🤖 AI Summary
This work addresses the emergent security risks in large language model (LLM)-based agents, where cross-component trust boundaries in planning, memory, and tool invocation introduce vulnerabilities beyond the scope of conventional text-based safety evaluations. The authors propose AgentFence, a novel architecture that shifts the focus of agent safety to operational trajectory risks, defining 14 attack models spanning planning, memory, retrieval, tool use, and delegation. They introduce a dynamic security assessment paradigm grounded in goal- and permission-envelope analysis, coupled with a traceable dialogue fracture detection mechanism. This enables fine-grained trajectory auditing through state/goal integrity verification, privilege escalation detection, and attack correlation analysis. Experiments reveal significant variation in multi-step boundary risk (MSBR) across agent frameworks (e.g., LangGraph: 0.29 vs. AutoGPT: 0.51), with boundary violations predominating (31% SIV). High-severity threats such as Denial-of-Wallet are identified, and a strong correlation (ρ≈0.63) is established between authorization confusion and goal hijacking.
📝 Abstract
Large language models are increasingly deployed as *deep agents* that plan, maintain persistent state, and invoke external tools, shifting safety failures from unsafe text to unsafe *trajectories*. We introduce **AgentFence**, an architecture-centric security evaluation that defines 14 trust-boundary attack classes spanning planning, memory, retrieval, tool use, and delegation, and detects failures via *trace-auditable conversation breaks* (unauthorized or unsafe tool use, wrong-principal actions, state/objective integrity violations, and attack-linked deviations).
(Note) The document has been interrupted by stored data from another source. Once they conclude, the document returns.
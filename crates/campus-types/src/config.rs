use percent_encoding::{AsciiSet, NON_ALPHANUMERIC, utf8_percent_encode};
use serde::{Deserialize, Serialize};

use crate::conversation::ConversationId;
use crate::student::StudentId;
use crate::DashboardError;

pub const DEFAULT_API_BASE: &str = "http://127.0.0.1:8000";

/// Everything but RFC 3986 unreserved characters is escaped in ids that
/// land in a path.
const PATH_SEGMENT: &AsciiSet = &NON_ALPHANUMERIC
    .remove(b'-')
    .remove(b'.')
    .remove(b'_')
    .remove(b'~');

/// Top-level dashboard configuration
#[derive(Debug, Clone, PartialEq, Serialize, Deserialize)]
pub struct DashboardConfig {
    /// Base URL of the campus backend, without a trailing slash
    pub api_base: String,
    /// Delay before returning to the student list after a successful add
    pub redirect_delay_ms: u32,
}

impl Default for DashboardConfig {
    fn default() -> Self {
        Self {
            api_base: DEFAULT_API_BASE.to_string(),
            redirect_delay_ms: 1500,
        }
    }
}

impl DashboardConfig {
    pub fn validate(&self) -> crate::Result<()> {
        let base = self.api_base.trim();
        if base.is_empty() {
            return Err(DashboardError::Config("API base URL is empty".to_string()));
        }
        if !(base.starts_with("http://") || base.starts_with("https://")) {
            return Err(DashboardError::Config(format!(
                "API base URL must start with http:// or https://: {}",
                base
            )));
        }
        Ok(())
    }

    pub fn endpoints(&self) -> Endpoints {
        Endpoints::new(&self.api_base)
    }
}

/// URL builder for every backend route
#[derive(Debug, Clone, PartialEq, Eq)]
pub struct Endpoints {
    base: String,
}

impl Endpoints {
    pub fn new(base: &str) -> Self {
        Self {
            base: base.trim().trim_end_matches('/').to_string(),
        }
    }

    pub fn base(&self) -> &str {
        &self.base
    }

    pub fn conversations(&self) -> String {
        format!("{}/conversations", self.base)
    }

    pub fn conversation(&self, id: &ConversationId) -> String {
        format!("{}/conversations/{}", self.base, segment(id.as_str()))
    }

    pub fn chat(&self) -> String {
        format!("{}/chat", self.base)
    }

    pub fn students(&self) -> String {
        format!("{}/students", self.base)
    }

    pub fn student(&self, id: &StudentId) -> String {
        format!("{}/students/{}", self.base, segment(&id.to_string()))
    }

    pub fn analytics(&self) -> String {
        format!("{}/analytics", self.base)
    }
}

fn segment(raw: &str) -> String {
    utf8_percent_encode(raw, PATH_SEGMENT).to_string()
}
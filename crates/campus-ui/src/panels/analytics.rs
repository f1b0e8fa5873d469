//! Analytics panel: stat cards, department breakdown and recent activity.

use egui::{self, Align, Layout, RichText, Vec2};

use campus_core::analytics::AnalyticsSummary;

use crate::state::UiState;
use crate::theme::*;

/// Returns true when the user asked for a refresh.
pub fn analytics_panel(ui: &mut egui::Ui, state: &UiState) -> bool {
    let mut refresh = false;

    ui.horizontal(|ui| {
        ui.vertical(|ui| {
            ui.heading(RichText::new("Analytics").color(TEXT_PRIMARY).strong());
            ui.label(
                RichText::new("Campus overview and student activity")
                    .color(TEXT_SECONDARY)
                    .small(),
            );
        });
        ui.with_layout(Layout::right_to_left(Align::Center), |ui| {
            refresh = ui.button("Refresh").clicked();
        });
    });

    ui.separator();

    if state.analytics.is_loading() {
        ui.label(RichText::new("Loading analytics...").color(TEXT_SECONDARY).italics());
        return refresh;
    }

    match state.analytics.summary() {
        Some(summary) => {
            egui::ScrollArea::vertical()
                .auto_shrink([false, false])
                .show(ui, |ui| render_summary(ui, summary));
        }
        None => {
            ui.label(RichText::new("Failed to load analytics.").color(ERROR));
        }
    }

    refresh
}

fn render_summary(ui: &mut egui::Ui, summary: &AnalyticsSummary) {
    ui.horizontal_wrapped(|ui| {
        for card in &summary.stats {
            egui::Frame::default()
                .fill(BG_SECONDARY)
                .corner_radius(PANEL_ROUNDING)
                .inner_margin(PANEL_PADDING)
                .show(ui, |ui| {
                    ui.set_min_size(Vec2::new(160.0, 56.0));
                    ui.vertical(|ui| {
                        ui.label(RichText::new(card.title).color(TEXT_SECONDARY).small());
                        ui.label(
                            RichText::new(&card.value)
                                .color(TEXT_PRIMARY)
                                .size(22.0)
                                .strong(),
                        );
                    });
                });
        }
    });

    ui.add_space(12.0);
    section(ui, "Students by Department", |ui| {
        if summary.departments.is_empty() {
            ui.label(RichText::new("No departments yet").color(TEXT_SECONDARY));
        }
        for slice in &summary.departments {
            ui.horizontal(|ui| {
                ui.label(RichText::new(&slice.department).color(TEXT_PRIMARY));
                ui.add(
                    egui::ProgressBar::new(slice.share)
                        .fill(rgb(slice.color))
                        .desired_width(ui.available_width())
                        .text(format!("{} ({:.0}%)", slice.count, slice.share * 100.0)),
                );
            });
        }
    });

    ui.add_space(12.0);
    section(ui, "Active in the Last 7 Days", |ui| {
        if summary.activity.is_empty() {
            ui.label(RichText::new("No recent activity").color(TEXT_SECONDARY));
        }
        let max = summary.activity.iter().map(|a| a.logins).max().unwrap_or(1).max(1);
        for bar in &summary.activity {
            ui.horizontal(|ui| {
                ui.label(RichText::new(&bar.name).color(TEXT_PRIMARY));
                ui.add(
                    egui::ProgressBar::new(bar.logins as f32 / max as f32)
                        .fill(ACCENT)
                        .desired_width(ui.available_width())
                        .text(format!("{} login(s)", bar.logins)),
                );
            });
        }
    });

    ui.add_space(12.0);
    section(ui, "Recently Onboarded", |ui| {
        egui::Grid::new("recent_students")
            .striped(true)
            .num_columns(3)
            .show(ui, |ui| {
                for student in &summary.recent {
                    ui.label(RichText::new(&student.name).color(TEXT_PRIMARY));
                    ui.label(RichText::new(&student.department).color(ACCENT));
                    ui.label(RichText::new(&student.email).color(TEXT_SECONDARY));
                    ui.end_row();
                }
            });
    });
}

fn section(ui: &mut egui::Ui, title: &str, body: impl FnOnce(&mut egui::Ui)) {
    egui::Frame::default()
        .fill(BG_SECONDARY)
        .corner_radius(PANEL_ROUNDING)
        .inner_margin(PANEL_PADDING)
        .show(ui, |ui| {
            ui.set_width(ui.available_width());
            ui.label(RichText::new(title).color(ACCENT).strong());
            ui.add_space(4.0);
            body(ui);
        });
}
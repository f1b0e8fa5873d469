//! Students panel: searchable roster table with delete buttons.

use egui::{self, Align, Layout, RichText, ScrollArea, Vec2};

use campus_types::student::StudentId;

use crate::state::UiState;
use crate::theme::*;

pub enum StudentsAction {
    Add,
    Delete(StudentId),
    Refresh,
}

pub fn students_panel(ui: &mut egui::Ui, state: &mut UiState) -> Option<StudentsAction> {
    let mut action = None;

    ui.horizontal(|ui| {
        ui.vertical(|ui| {
            ui.heading(RichText::new("Students").color(TEXT_PRIMARY).strong());
            ui.label(
                RichText::new("Manage student registrations and information")
                    .color(TEXT_SECONDARY)
                    .small(),
            );
        });
        ui.with_layout(Layout::right_to_left(Align::Center), |ui| {
            let add_btn = ui.add(
                egui::Button::new(RichText::new("Add Student").color(TEXT_ON_ACCENT))
                    .fill(ACCENT)
                    .corner_radius(PANEL_ROUNDING),
            );
            if add_btn.clicked() {
                action = Some(StudentsAction::Add);
            }
            if ui.button("Refresh").clicked() {
                action = Some(StudentsAction::Refresh);
            }
        });
    });

    ui.separator();

    if state.roster.is_loading() {
        ui.label(RichText::new("Loading students...").color(TEXT_SECONDARY).italics());
        return action;
    }

    let visible = state.roster.filtered().len();
    ui.horizontal(|ui| {
        ui.label(
            RichText::new(format!("All Students ({})", visible))
                .color(TEXT_PRIMARY)
                .strong(),
        );
        ui.with_layout(Layout::right_to_left(Align::Center), |ui| {
            ui.add(
                egui::TextEdit::singleline(state.roster.search_mut())
                    .hint_text("Search students...")
                    .desired_width(240.0),
            );
        });
    });

    ui.add_space(6.0);

    egui::Frame::default()
        .fill(BG_SECONDARY)
        .corner_radius(PANEL_ROUNDING)
        .inner_margin(PANEL_PADDING)
        .show(ui, |ui| {
            let rows = state.roster.filtered();
            if rows.is_empty() {
                ui.add_space(24.0);
                ui.vertical_centered(|ui| {
                    ui.label(RichText::new("No students found.").color(TEXT_SECONDARY));
                });
                ui.add_space(24.0);
                return;
            }

            ScrollArea::vertical()
                .auto_shrink([false, true])
                .show(ui, |ui| {
                    egui::Grid::new("students_table")
                        .striped(true)
                        .num_columns(6)
                        .spacing(Vec2::new(16.0, 8.0))
                        .show(ui, |ui| {
                            for header in ["ID", "Name", "Department", "Email", "Last Active", ""] {
                                ui.label(RichText::new(header).color(TEXT_SECONDARY).small().strong());
                            }
                            ui.end_row();

                            for student in rows {
                                ui.label(RichText::new(student.id.to_string()).monospace());
                                ui.label(RichText::new(&student.name).color(TEXT_PRIMARY));
                                ui.label(RichText::new(&student.department).color(ACCENT));
                                ui.label(RichText::new(&student.email).color(TEXT_SECONDARY));
                                ui.label(
                                    RichText::new(
                                        student.last_active_date().unwrap_or_else(|| "-".to_string()),
                                    )
                                    .color(TEXT_SECONDARY),
                                );
                                let delete = ui.add(
                                    egui::Button::new(RichText::new("Delete").color(ERROR).small())
                                        .corner_radius(PANEL_ROUNDING),
                                );
                                if delete.clicked() {
                                    action = Some(StudentsAction::Delete(student.id.clone()));
                                }
                                ui.end_row();
                            }
                        });
                });
        });

    action
}
//! Request and response bodies exchanged with the backend.

use chrono::{DateTime, NaiveDateTime, Utc};
use serde::{Deserialize, Serialize};

use crate::conversation::ConversationId;
use crate::message::Sender;
use crate::DashboardError;

/// `GET /conversations`
#[derive(Debug, Clone, Serialize, Deserialize)]
pub struct ConversationList {
    pub conversation_ids: Vec<ConversationId>,
}

/// `GET /conversations/{id}`
#[derive(Debug, Clone, Default, Serialize, Deserialize)]
pub struct ConversationHistory {
    #[serde(default, skip_serializing_if = "Option::is_none")]
    pub conversation_id: Option<ConversationId>,
    pub messages: Vec<HistoryEntry>,
}

/// One stored message as the backend reports it
#[derive(Debug, Clone, Serialize, Deserialize)]
pub struct HistoryEntry {
    pub role: String,
    pub content: String,
    pub created_at: String,
}

impl HistoryEntry {
    pub fn sender(&self) -> Sender {
        Sender::from_role(&self.role)
    }

    pub fn timestamp(&self) -> crate::Result<DateTime<Utc>> {
        parse_timestamp(&self.created_at)
    }
}

/// `POST /chat` body. `conversation_id` is sent as `null` for a new session.
#[derive(Debug, Clone, PartialEq, Serialize, Deserialize)]
pub struct ChatRequest {
    pub message: String,
    pub conversation_id: Option<ConversationId>,
}

/// `POST /chat` response
#[derive(Debug, Clone, PartialEq, Serialize, Deserialize)]
pub struct ChatReply {
    pub reply: String,
    pub conversation_id: ConversationId,
}

const NAIVE_FORMATS: &[&str] = &["%Y-%m-%d %H:%M:%S%.f", "%Y-%m-%dT%H:%M:%S%.f"];

/// Parse a backend timestamp. Accepts RFC 3339 and the naive
/// `YYYY-MM-DD HH:MM:SS[.ffffff]` form, which is taken as UTC.
pub fn parse_timestamp(raw: &str) -> crate::Result<DateTime<Utc>> {
    let raw = raw.trim();
    if let Ok(dt) = DateTime::parse_from_rfc3339(raw) {
        return Ok(dt.with_timezone(&Utc));
    }
    NAIVE_FORMATS
        .iter()
        .find_map(|fmt| NaiveDateTime::parse_from_str(raw, fmt).ok())
        .map(|naive| naive.and_utc())
        .ok_or_else(|| DashboardError::Serialization(format!("invalid timestamp: {raw:?}")))
}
Holding the base model fixed, we evaluate eight agent archetypes under persistent multi-turn interaction and observe substantial architectural variation in mean security break rate (MSBR), ranging from $0.29 \pm 0.04$ (LangGraph) to $0.51 \pm 0.07$ (AutoGPT). The highest-risk classes are operational: Denial-of-Wallet ($0.62 \pm 0.08$), Authorization Confusion ($0.54 \pm 0.10$), Retrieval Poisoning ($0.47 \pm 0.09$), and Planning Manipulation ($0.44 \pm 0.11$), while prompt-centric classes remain below $0.20$ under standard settings. Breaks are dominated by boundary violations (SIV 31%, WPA 27%, UTI+UTA 24%, ATD 18%), and authorization confusion correlates with objective and tool hijacking ($\rho \approx 0.63$ and $\rho \approx 0.58$). AgentFence reframes agent security around what matters operationally: whether an agent stays within its goal and authority envelope over time.